-- Opening Marker --

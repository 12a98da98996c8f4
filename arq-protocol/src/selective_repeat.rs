//! Selective-Repeat sender and receiver
//!
//! Every packet owns its retransmission timer. Acknowledgements are selective:
//! ACK `k` covers exactly sequence `k`. The sender records acknowledgements
//! inside the window and, once `base` itself is acknowledged, slides past the
//! whole run of acknowledged sequences.
//!
//! The receiver buffers arrivals ahead of a gap and delivers the contiguous
//! run as soon as the gap is filled.

use crate::buffer::ReorderBuffer;
use crate::config::{ArqConfig, ConfigError};
use crate::endpoint::{ArqContext, Endpoint, ReceiverState, SenderState};
use crate::packet::{AckPacket, DataPacket, Packet};
use crate::sender::SenderCore;
use crate::sequence::SeqNumber;
use crate::stats::{ReceiverStats, SenderStats};
use bytes::Bytes;
use std::collections::BTreeSet;
use tracing::{debug, info, trace};

/// Selective-Repeat sender
pub struct SrSender {
    core: SenderCore,
    /// Acknowledged sequences above `base`; every member is in `(base, next_seq)`
    acked: BTreeSet<SeqNumber>,
}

-- Closing Marker --

◆ **INSTRUCTIONS TO FOLLOW**
Please copy the material above without changing a single word.

◆ **OUTPUT**
repository 12a98da98996c8f4
filename arq-protocol/src/selective_repeat.rs
//! Selective-Repeat sender and receiver
//!
//! Every packet owns its retransmission timer. Acknowledgements are selective:
//! ACK `k` covers exactly sequence `k`. The sender records acknowledgements
//! inside the window and, once `base` itself is acknowledged, slides past the
//! whole run of acknowledged sequences.
//!
//! The receiver buffers arrivals ahead of a gap and delivers the contiguous
//! run as soon as the gap is filled.

use crate::buffer::ReorderBuffer;
use crate::config::{ArqConfig, ConfigError};
use crate::endpoint::{ArqContext, Endpoint, ReceiverState, SenderState};
use crate::packet::{AckPacket, DataPacket, Packet};
use crate::sender::SenderCore;
use crate::sequence::SeqNumber;
use crate::stats::{ReceiverStats, SenderStats};
use bytes::Bytes;
use std::collections::BTreeSet;
use tracing::{debug, info, trace};

/// Selective-Repeat sender
pub struct SrSender {
    core: SenderCore,
    /// Acknowledged sequences above `base`; every member is in `(base, next_seq)`
    acked: BTreeSet<SeqNumber>,
}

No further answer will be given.